== Segment start ==
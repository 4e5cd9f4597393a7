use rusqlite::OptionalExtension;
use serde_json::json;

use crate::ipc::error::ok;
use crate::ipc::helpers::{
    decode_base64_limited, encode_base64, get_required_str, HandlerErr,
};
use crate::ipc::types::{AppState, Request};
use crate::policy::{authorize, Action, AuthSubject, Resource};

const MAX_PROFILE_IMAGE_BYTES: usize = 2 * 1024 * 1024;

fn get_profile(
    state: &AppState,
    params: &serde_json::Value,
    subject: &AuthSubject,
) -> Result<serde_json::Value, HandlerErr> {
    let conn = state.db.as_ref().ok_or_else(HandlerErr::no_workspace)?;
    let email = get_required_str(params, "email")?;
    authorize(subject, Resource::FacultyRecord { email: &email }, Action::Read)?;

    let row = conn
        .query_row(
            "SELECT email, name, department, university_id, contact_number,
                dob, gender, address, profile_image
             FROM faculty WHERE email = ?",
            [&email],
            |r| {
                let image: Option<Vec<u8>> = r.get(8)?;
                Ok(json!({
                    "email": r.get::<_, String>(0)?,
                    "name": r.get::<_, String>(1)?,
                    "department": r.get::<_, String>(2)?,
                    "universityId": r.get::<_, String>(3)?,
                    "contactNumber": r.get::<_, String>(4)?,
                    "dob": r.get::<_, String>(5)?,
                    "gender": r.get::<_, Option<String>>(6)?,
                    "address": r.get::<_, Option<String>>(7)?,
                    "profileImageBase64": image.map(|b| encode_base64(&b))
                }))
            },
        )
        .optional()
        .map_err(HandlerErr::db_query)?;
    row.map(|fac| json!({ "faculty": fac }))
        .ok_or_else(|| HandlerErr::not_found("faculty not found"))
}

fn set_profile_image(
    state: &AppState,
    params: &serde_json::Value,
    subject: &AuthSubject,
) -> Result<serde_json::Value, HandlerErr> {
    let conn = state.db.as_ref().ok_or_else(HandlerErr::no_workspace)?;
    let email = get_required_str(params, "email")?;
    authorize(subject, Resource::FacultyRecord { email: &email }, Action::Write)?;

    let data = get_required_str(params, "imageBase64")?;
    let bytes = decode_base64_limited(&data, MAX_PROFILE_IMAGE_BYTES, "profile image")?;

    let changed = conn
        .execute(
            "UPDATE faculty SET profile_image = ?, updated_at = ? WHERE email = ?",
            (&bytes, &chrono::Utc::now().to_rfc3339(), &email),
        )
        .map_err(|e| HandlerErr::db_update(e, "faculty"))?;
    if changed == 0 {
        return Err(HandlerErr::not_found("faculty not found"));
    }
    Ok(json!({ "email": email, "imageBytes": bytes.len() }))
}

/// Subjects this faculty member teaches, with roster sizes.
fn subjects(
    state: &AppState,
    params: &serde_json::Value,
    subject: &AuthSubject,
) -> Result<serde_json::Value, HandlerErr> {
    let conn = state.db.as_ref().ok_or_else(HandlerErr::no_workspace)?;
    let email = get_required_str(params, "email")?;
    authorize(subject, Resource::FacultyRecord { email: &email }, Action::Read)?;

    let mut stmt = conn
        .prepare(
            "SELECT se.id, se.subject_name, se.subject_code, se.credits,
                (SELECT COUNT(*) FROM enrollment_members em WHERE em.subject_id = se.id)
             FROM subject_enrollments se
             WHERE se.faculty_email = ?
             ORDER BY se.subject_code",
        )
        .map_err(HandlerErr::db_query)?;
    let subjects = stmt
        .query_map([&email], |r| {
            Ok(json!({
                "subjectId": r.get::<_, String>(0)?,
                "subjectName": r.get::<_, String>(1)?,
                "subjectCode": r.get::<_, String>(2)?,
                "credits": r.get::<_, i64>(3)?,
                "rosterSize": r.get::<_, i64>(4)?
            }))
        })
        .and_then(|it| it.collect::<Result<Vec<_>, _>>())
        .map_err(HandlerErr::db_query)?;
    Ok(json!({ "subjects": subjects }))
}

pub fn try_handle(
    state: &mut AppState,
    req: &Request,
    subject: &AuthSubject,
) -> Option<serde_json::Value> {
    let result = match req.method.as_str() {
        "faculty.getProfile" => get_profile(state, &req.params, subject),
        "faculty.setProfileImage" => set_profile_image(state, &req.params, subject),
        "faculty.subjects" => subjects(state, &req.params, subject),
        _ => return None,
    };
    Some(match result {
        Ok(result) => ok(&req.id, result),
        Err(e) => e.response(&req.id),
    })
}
== Segment end ==
## GOAL OF THE EXERCISE
So that nothing is lost, retype every entry in the listing above exactly.

## ANSWER TO THE PROBLEM
repository 4e5cd9f4597393a7
use rusqlite::OptionalExtension;
use serde_json::json;

use crate::ipc::error::ok;
use crate::ipc::helpers::{
    decode_base64_limited, encode_base64, get_required_str, HandlerErr,
};
use crate::ipc::types::{AppState, Request};
use crate::policy::{authorize, Action, AuthSubject, Resource};

const MAX_PROFILE_IMAGE_BYTES: usize = 2 * 1024 * 1024;

fn get_profile(
    state: &AppState,
    params: &serde_json::Value,
    subject: &AuthSubject,
) -> Result<serde_json::Value, HandlerErr> {
    let conn = state.db.as_ref().ok_or_else(HandlerErr::no_workspace)?;
    let email = get_required_str(params, "email")?;
    authorize(subject, Resource::FacultyRecord { email: &email }, Action::Read)?;

    let row = conn
        .query_row(
            "SELECT email, name, department, university_id, contact_number,
                dob, gender, address, profile_image
             FROM faculty WHERE email = ?",
            [&email],
            |r| {
                let image: Option<Vec<u8>> = r.get(8)?;
                Ok(json!({
                    "email": r.get::<_, String>(0)?,
                    "name": r.get::<_, String>(1)?,
                    "department": r.get::<_, String>(2)?,
                    "universityId": r.get::<_, String>(3)?,
                    "contactNumber": r.get::<_, String>(4)?,
                    "dob": r.get::<_, String>(5)?,
                    "gender": r.get::<_, Option<String>>(6)?,
                    "address": r.get::<_, Option<String>>(7)?,
                    "profileImageBase64": image.map(|b| encode_base64(&b))
                }))
            },
        )
        .optional()
        .map_err(HandlerErr::db_query)?;
    row.map(|fac| json!({ "faculty": fac }))
        .ok_or_else(|| HandlerErr::not_found("faculty not found"))
}

fn set_profile_image(
    state: &AppState,
    params: &serde_json::Value,
    subject: &AuthSubject,
) -> Result<serde_json::Value, HandlerErr> {
    let conn = state.db.as_ref().ok_or_else(HandlerErr::no_workspace)?;
    let email = get_required_str(params, "email")?;
    authorize(subject, Resource::FacultyRecord { email: &email }, Action::Write)?;

    let data = get_required_str(params, "imageBase64")?;
    let bytes = decode_base64_limited(&data, MAX_PROFILE_IMAGE_BYTES, "profile image")?;

    let changed = conn
        .execute(
            "UPDATE faculty SET profile_image = ?, updated_at = ? WHERE email = ?",
            (&bytes, &chrono::Utc::now().to_rfc3339(), &email),
        )
        .map_err(|e| HandlerErr::db_update(e, "faculty"))?;
    if changed == 0 {
        return Err(HandlerErr::not_found("faculty not found"));
    }
    Ok(json!({ "email": email, "imageBytes": bytes.len() }))
}

/// Subjects this faculty member teaches, with roster sizes.
fn subjects(
    state: &AppState,
    params: &serde_json::Value,
    subject: &AuthSubject,
) -> Result<serde_json::Value, HandlerErr> {
    let conn = state.db.as_ref().ok_or_else(HandlerErr::no_workspace)?;
    let email = get_required_str(params, "email")?;
    authorize(subject, Resource::FacultyRecord { email: &email }, Action::Read)?;

    let mut stmt = conn
        .prepare(
            "SELECT se.id, se.subject_name, se.subject_code, se.credits,
                (SELECT COUNT(*) FROM enrollment_members em WHERE em.subject_id = se.id)
             FROM subject_enrollments se
             WHERE se.faculty_email = ?
             ORDER BY se.subject_code",
        )
        .map_err(HandlerErr::db_query)?;
    let subjects = stmt
        .query_map([&email], |r| {
            Ok(json!({
                "subjectId": r.get::<_, String>(0)?,
                "subjectName": r.get::<_, String>(1)?,
                "subjectCode": r.get::<_, String>(2)?,
                "credits": r.get::<_, i64>(3)?,
                "rosterSize": r.get::<_, i64>(4)?
            }))
        })
        .and_then(|it| it.collect::<Result<Vec<_>, _>>())
        .map_err(HandlerErr::db_query)?;
    Ok(json!({ "subjects": subjects }))
}

pub fn try_handle(
    state: &mut AppState,
    req: &Request,
    subject: &AuthSubject,
) -> Option<serde_json::Value> {
    let result = match req.method.as_str() {
        "faculty.getProfile" => get_profile(state, &req.params, subject),
        "faculty.setProfileImage" => set_profile_image(state, &req.params, subject),
        "faculty.subjects" => subjects(state, &req.params, subject),
        _ => return None,
    };
    Some(match result {
        Ok(result) => ok(&req.id, result),
        Err(e) => e.response(&req.id),
    })
}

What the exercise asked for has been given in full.